Required work:
Copy exactly, please, each line of the data below until the line that contains "use std::collections::BTreeMap;" has been copied, beginning at the top.

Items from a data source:
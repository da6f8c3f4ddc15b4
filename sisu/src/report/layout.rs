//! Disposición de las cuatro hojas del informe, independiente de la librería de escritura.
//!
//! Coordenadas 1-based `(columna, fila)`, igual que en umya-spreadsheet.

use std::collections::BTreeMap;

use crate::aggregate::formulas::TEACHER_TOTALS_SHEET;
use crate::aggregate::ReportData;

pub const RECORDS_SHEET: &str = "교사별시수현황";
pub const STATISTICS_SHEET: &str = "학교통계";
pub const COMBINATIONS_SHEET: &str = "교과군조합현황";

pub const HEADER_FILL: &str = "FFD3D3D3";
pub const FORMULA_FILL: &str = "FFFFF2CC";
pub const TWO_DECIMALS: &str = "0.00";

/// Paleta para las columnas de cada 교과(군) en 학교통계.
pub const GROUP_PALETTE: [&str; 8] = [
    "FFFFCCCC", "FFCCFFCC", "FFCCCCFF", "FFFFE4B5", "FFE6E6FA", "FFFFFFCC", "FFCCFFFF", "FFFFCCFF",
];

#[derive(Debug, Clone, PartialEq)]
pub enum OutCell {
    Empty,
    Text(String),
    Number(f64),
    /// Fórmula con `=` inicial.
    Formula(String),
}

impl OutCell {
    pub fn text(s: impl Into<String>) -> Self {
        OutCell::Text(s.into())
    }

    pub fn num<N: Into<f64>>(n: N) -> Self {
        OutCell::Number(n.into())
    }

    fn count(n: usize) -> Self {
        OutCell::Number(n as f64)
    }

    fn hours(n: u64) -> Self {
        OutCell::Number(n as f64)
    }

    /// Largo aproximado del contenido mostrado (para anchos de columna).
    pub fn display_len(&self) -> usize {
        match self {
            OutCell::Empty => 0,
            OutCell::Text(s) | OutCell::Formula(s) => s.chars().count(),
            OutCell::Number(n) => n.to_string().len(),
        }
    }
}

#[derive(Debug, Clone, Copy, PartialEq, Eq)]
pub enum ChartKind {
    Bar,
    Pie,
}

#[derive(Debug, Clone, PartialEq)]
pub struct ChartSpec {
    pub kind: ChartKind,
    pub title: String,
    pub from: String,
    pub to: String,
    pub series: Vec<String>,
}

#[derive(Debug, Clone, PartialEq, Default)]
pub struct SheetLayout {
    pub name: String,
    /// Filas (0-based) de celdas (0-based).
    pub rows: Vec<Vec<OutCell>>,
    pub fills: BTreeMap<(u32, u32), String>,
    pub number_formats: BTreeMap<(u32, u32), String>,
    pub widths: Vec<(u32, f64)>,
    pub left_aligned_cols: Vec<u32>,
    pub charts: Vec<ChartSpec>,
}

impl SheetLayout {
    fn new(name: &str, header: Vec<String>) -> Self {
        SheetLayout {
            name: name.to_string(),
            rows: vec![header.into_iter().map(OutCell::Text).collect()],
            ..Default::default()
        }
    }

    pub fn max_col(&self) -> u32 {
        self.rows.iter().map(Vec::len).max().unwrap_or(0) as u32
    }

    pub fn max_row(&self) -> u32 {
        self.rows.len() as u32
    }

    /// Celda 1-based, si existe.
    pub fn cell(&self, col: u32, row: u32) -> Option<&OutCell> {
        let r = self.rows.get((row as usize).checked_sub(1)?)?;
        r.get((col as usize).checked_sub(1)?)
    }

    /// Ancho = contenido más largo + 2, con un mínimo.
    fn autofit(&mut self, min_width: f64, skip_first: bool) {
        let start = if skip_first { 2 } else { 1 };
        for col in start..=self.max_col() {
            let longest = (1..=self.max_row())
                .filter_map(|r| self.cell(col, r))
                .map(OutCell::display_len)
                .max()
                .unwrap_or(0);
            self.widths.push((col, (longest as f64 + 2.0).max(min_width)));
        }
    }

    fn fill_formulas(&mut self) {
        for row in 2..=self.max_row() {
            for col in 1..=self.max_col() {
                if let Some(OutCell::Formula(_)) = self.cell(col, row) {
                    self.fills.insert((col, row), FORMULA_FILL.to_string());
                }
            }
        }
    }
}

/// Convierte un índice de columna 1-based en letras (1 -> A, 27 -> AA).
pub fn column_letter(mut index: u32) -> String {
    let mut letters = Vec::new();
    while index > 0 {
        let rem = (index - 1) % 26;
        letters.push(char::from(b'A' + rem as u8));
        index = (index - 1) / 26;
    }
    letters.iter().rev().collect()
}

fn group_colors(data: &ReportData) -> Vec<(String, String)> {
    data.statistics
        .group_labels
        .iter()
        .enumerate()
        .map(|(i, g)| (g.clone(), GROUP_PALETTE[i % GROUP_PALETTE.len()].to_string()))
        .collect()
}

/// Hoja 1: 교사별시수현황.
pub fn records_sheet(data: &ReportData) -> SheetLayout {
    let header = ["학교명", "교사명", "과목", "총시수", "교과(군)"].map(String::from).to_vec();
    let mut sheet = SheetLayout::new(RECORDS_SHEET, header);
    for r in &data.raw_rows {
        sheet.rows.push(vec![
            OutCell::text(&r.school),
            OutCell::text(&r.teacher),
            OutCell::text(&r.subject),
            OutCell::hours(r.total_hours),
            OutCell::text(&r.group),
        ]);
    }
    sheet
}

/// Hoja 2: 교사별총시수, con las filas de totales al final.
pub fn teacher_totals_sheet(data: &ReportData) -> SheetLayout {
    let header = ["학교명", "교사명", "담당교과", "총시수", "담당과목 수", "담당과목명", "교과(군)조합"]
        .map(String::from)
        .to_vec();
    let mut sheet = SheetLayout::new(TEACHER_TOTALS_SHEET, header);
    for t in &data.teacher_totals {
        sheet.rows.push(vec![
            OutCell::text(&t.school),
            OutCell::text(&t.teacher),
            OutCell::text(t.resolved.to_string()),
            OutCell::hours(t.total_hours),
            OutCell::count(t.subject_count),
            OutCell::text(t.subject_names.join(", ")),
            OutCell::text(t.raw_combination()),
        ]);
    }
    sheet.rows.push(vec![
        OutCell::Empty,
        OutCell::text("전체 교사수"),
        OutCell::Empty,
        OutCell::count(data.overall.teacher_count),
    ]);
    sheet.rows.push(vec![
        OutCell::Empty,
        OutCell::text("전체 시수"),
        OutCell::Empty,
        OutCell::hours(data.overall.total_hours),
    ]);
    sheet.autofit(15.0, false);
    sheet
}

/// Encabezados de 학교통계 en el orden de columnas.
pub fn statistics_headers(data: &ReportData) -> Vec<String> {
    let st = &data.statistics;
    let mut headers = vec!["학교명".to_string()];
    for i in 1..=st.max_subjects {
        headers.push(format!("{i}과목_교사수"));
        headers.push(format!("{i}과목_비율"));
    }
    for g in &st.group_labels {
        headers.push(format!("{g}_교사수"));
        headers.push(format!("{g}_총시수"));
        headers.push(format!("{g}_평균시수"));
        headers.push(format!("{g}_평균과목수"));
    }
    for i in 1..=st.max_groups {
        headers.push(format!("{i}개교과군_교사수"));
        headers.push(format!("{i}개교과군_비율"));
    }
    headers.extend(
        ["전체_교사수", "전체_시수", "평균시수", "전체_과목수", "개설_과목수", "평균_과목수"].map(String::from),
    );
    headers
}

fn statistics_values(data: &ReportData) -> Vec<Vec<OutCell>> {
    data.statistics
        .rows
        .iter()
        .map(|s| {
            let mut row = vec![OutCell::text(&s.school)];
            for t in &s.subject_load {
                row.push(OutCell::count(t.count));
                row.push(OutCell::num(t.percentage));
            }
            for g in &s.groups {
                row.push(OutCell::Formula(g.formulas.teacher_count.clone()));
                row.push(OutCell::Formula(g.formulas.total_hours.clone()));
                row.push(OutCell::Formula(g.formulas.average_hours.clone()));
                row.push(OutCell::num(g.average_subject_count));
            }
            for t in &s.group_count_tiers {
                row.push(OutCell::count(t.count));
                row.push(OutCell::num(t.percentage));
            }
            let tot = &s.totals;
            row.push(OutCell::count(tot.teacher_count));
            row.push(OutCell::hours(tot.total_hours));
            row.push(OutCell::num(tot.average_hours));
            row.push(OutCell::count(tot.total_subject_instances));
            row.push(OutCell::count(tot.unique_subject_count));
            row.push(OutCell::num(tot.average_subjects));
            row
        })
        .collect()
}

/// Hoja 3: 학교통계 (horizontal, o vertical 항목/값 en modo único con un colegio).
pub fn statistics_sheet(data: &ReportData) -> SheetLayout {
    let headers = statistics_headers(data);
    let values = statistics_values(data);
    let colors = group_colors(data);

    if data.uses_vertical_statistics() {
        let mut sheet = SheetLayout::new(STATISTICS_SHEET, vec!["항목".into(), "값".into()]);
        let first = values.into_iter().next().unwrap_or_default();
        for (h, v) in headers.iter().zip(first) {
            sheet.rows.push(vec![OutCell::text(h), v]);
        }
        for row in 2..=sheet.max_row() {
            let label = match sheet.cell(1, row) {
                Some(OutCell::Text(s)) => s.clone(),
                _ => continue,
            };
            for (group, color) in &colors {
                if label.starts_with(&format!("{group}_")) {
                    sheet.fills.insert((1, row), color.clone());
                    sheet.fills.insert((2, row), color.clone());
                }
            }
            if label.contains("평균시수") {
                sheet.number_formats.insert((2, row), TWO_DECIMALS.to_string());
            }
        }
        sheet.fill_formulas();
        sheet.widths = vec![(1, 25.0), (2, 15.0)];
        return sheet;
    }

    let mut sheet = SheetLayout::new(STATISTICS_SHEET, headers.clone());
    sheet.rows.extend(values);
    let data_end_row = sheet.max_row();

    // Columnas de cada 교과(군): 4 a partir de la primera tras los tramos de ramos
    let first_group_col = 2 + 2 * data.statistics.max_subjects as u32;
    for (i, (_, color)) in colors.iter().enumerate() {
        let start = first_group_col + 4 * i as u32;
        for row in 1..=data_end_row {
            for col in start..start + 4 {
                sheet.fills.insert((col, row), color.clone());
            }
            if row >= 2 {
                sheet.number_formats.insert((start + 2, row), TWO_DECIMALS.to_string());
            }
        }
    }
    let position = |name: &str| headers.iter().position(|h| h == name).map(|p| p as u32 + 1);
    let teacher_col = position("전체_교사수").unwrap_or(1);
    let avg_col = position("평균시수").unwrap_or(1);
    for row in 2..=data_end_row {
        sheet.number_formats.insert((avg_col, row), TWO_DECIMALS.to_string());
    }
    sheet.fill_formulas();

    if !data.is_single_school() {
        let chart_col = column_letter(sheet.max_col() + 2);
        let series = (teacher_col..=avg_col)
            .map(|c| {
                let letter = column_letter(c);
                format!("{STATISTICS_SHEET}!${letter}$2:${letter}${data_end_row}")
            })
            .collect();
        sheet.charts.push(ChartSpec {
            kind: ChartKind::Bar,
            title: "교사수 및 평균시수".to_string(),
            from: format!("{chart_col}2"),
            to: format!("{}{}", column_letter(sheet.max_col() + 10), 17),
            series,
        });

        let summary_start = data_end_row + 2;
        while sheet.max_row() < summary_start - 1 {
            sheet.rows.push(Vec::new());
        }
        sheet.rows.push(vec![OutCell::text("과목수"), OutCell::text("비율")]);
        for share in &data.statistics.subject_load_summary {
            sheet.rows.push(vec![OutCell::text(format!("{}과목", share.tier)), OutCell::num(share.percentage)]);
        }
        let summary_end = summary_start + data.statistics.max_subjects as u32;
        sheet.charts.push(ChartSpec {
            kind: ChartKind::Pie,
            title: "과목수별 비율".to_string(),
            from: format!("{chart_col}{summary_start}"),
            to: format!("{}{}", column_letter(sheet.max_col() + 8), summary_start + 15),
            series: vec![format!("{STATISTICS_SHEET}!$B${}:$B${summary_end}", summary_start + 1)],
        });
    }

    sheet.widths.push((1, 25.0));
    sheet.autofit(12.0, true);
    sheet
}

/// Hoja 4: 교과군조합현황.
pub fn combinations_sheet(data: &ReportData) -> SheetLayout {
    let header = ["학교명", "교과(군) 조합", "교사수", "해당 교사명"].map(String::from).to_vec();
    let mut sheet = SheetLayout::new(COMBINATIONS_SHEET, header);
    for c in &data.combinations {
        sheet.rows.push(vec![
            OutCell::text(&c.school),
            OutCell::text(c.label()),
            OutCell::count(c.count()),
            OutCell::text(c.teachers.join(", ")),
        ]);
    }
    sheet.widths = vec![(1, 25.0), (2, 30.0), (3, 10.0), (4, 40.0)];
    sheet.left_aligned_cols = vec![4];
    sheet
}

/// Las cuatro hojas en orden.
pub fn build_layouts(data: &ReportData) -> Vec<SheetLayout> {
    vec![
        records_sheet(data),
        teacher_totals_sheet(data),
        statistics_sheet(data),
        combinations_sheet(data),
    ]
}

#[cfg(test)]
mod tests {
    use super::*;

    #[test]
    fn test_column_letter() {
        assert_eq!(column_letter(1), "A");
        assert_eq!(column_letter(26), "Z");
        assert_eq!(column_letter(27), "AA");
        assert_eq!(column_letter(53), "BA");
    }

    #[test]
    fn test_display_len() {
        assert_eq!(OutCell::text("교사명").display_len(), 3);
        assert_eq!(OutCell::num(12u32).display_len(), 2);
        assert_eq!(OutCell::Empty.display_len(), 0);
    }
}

Answer space:
repository da6f8c3f4ddc15b4
filename sisu/src/report/layout.rs
//! Disposición de las cuatro hojas del informe, independiente de la librería de escritura.
//!
//! Coordenadas 1-based `(columna, fila)`, igual que en umya-spreadsheet.

use std::collections::BTreeMap;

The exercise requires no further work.